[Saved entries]

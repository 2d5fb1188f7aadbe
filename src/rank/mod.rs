//! Distance-based ordering of plausible-or-better patches.
//!
//! Evidence (coverage maps and location traces) is collected while a patch is
//! still staged; scoring and sorting happen afterwards, against the original
//! program's coverage collected once per run.
pub mod coverage;
pub mod distance;

use crate::backend::{binary_coverage, suite_coverage, PatchedProgram, RunEnv};
use crate::exec::CancelToken;
use crate::gdb::parse_trace_log;
use crate::patch::Patch;
use crate::util::{ensure_dir, path_safe, shell_quote};
use anyhow::Result;
use coverage::{load_coverage, CoverageMap};
use serde::Serialize;
use std::cmp::Ordering;
use std::collections::BTreeMap;
use std::fs;
use std::path::{Path, PathBuf};

const ORIGINAL_ID: &str = "original";

/// Ordering key; smaller is closer to the original program.
#[derive(Debug, Clone, Copy, PartialEq, Default, Serialize)]
pub struct DistanceVector {
    pub trace: f64,
    pub coverage: f64,
    pub edit: usize,
}

impl DistanceVector {
    pub fn compare(&self, other: &Self) -> Ordering {
        self.trace
            .total_cmp(&other.trace)
            .then(self.coverage.total_cmp(&other.coverage))
            .then(self.edit.cmp(&other.edit))
    }
}

#[derive(Debug, Clone, PartialEq, Serialize)]
pub struct RankedPatch {
    pub patch_id: String,
    pub distance: DistanceVector,
}

/// Per-test observations of one patched program.
#[derive(Debug, Clone, Default, PartialEq)]
pub struct Evidence {
    pub coverage: BTreeMap<String, CoverageMap>,
    /// `(patched, original)` location traces.
    pub traces: BTreeMap<String, (Vec<String>, Vec<String>)>,
}

fn coverage_path(env: &RunEnv, id: &str, test_id: &str) -> PathBuf {
    env.paths
        .coverage_dir()
        .join(format!("{}-t{}.coverage", path_safe(id), path_safe(test_id)))
}

fn read_trace(path: &Path) -> Result<Vec<String>> {
    let text = fs::read_to_string(path)?;
    Ok(parse_trace_log(&text))
}

/// Collect coverage (and traces when enabled) from a staged program.
///
/// Collection problems are logged and leave the metric at zero.
pub fn collect_evidence(
    env: &RunEnv,
    patch: &Patch,
    program: &mut dyn PatchedProgram,
    test_ids: &[String],
) -> Evidence {
    let mut evidence = Evidence::default();
    if let Err(err) = ensure_dir(&env.paths.coverage_dir()) {
        tracing::warn!(error = %err, "coverage dir unavailable");
        return evidence;
    }
    for test_id in test_ids {
        let out = coverage_path(env, &patch.id, test_id);
        match program.coverage(test_id, &out) {
            Ok(true) => match load_coverage(&out) {
                Ok(map) => {
                    evidence.coverage.insert(test_id.clone(), map);
                }
                Err(err) => tracing::warn!(patch = %patch.id, test = %test_id, error = %err, "read coverage"),
            },
            Ok(false) => tracing::debug!(patch = %patch.id, test = %test_id, "no coverage collected"),
            Err(err) => tracing::warn!(patch = %patch.id, test = %test_id, error = %err, "collect coverage"),
        }
    }
    if !env.config.trace_distance {
        return evidence;
    }
    let traces = env.paths.traces_dir();
    if let Err(err) = ensure_dir(&traces) {
        tracing::warn!(error = %err, "trace dir unavailable");
        return evidence;
    }
    for test_id in test_ids {
        let stem = format!("{}-t{}", path_safe(&patch.id), path_safe(test_id));
        let patched = traces.join(format!("{stem}.patched.trace"));
        let original = traces.join(format!("{stem}.original.trace"));
        let collected = program
            .trace(test_id, &patched, &original)
            .and_then(|done| {
                if !done {
                    return Ok(None);
                }
                Ok(Some((read_trace(&patched)?, read_trace(&original)?)))
            });
        match collected {
            Ok(Some(pair)) => {
                evidence.traces.insert(test_id.clone(), pair);
            }
            Ok(None) => tracing::debug!(patch = %patch.id, test = %test_id, "no trace collected"),
            Err(err) => tracing::warn!(patch = %patch.id, test = %test_id, error = %err, "collect trace"),
        }
    }
    evidence
}

/// Coverage of the unpatched program for every test.
pub fn original_coverage(
    env: &RunEnv,
    test_ids: &[String],
    cancel: &CancelToken,
) -> BTreeMap<String, CoverageMap> {
    let mut maps = BTreeMap::new();
    if let Err(err) = ensure_dir(&env.paths.coverage_dir()) {
        tracing::warn!(error = %err, "coverage dir unavailable");
        return maps;
    }
    let instrumented = match env.config.binary {
        Some(_) => match env.instrumented_binary() {
            Some(path) => Some(path),
            None => return maps,
        },
        None => None,
    };
    for test_id in test_ids {
        let out = coverage_path(env, ORIGINAL_ID, test_id);
        let collected = match instrumented {
            Some(binary) => {
                let inner = shell_quote(&binary.to_string_lossy());
                binary_coverage(env, ORIGINAL_ID, test_id, &inner, &out, cancel)
            }
            None => {
                let extra = vec![("PATCH_ID".to_string(), ORIGINAL_ID.to_string())];
                suite_coverage(env, test_id, extra, &out, cancel)
            }
        };
        match collected.and_then(|done| done.then(|| load_coverage(&out)).transpose()) {
            Ok(Some(map)) => {
                maps.insert(test_id.clone(), map);
            }
            Ok(None) => tracing::debug!(test = %test_id, "no original coverage collected"),
            Err(err) => tracing::warn!(test = %test_id, error = %err, "collect original coverage"),
        }
    }
    maps
}

/// Distance vector of one patch.
pub fn score(patch: &Patch, evidence: &Evidence, original: &BTreeMap<String, CoverageMap>) -> DistanceVector {
    let coverage: Vec<f64> = evidence
        .coverage
        .iter()
        .filter_map(|(test_id, patched)| {
            let baseline = original.get(test_id)?;
            Some(distance::coverage_distance(patched, baseline) as f64)
        })
        .collect();
    let traces: Vec<f64> = evidence
        .traces
        .values()
        .map(|(patched, unpatched)| distance::trace_distance(patched, unpatched))
        .collect();
    DistanceVector {
        trace: distance::mean(&traces),
        coverage: distance::mean(&coverage),
        edit: distance::levenshtein(&patch.removed_text(), &patch.inserted_text()),
    }
}

/// Stable ascending sort by `(trace, coverage, edit)`.
pub fn rank(mut patches: Vec<RankedPatch>) -> Vec<RankedPatch> {
    patches.sort_by(|a, b| a.distance.compare(&b.distance));
    patches
}

#[cfg(test)]
mod tests {
    use super::*;
    use crate::patch::{BreakPoint, Fragment};

    fn ranked(id: &str, trace: f64, coverage: f64, edit: usize) -> RankedPatch {
        RankedPatch {
            patch_id: id.to_string(),
            distance: DistanceVector { trace, coverage, edit },
        }
    }

    #[test]
    fn ranking_is_lexicographic_and_stable() {
        let input = vec![
            ranked("c", 0.0, 4.0, 1),
            ranked("a", 0.0, 2.0, 9),
            ranked("b", 0.0, 2.0, 3),
            ranked("d", 0.5, 0.0, 0),
            ranked("e", 0.0, 2.0, 3),
        ];
        let order: Vec<String> = rank(input).into_iter().map(|p| p.patch_id).collect();
        assert_eq!(order, ["b", "e", "a", "c", "d"]);
    }

    #[test]
    fn score_combines_metrics() {
        let mut fragments = BTreeMap::new();
        fragments.insert(
            BreakPoint::new("f.c", 4),
            Fragment {
                inserted: vec!["len = len - 1;".to_string()],
                removed: vec!["len = len;".to_string()],
                jump_line: None,
            },
        );
        let patch = Patch {
            id: "p".to_string(),
            tool: None,
            path: PathBuf::from("p"),
            source_file: "f.c".to_string(),
            fragments,
            requires_recompilation: false,
            partition: None,
        };
        let map = |pairs: &[(&str, u64)]| -> CoverageMap {
            pairs.iter().map(|(k, v)| (k.to_string(), *v)).collect()
        };
        let mut evidence = Evidence::default();
        evidence.coverage.insert("1".to_string(), map(&[("e1", 2)]));
        evidence.coverage.insert("2".to_string(), map(&[("e1", 1), ("e2", 4)]));
        let mut original = BTreeMap::new();
        original.insert("1".to_string(), map(&[("e1", 1)]));
        original.insert("2".to_string(), map(&[("e1", 1)]));

        let vector = score(&patch, &evidence, &original);
        assert_eq!(vector.trace, 0.0);
        assert_eq!(vector.coverage, 2.5);
        assert_eq!(vector.edit, 4);
    }
}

THE TASK: Every line in the data that holds "staged" should be copied out.

RESULT OF THE TASK:
//! still staged; scoring and sorting happen afterwards, against the original
/// Collect coverage (and traces when enabled) from a staged program.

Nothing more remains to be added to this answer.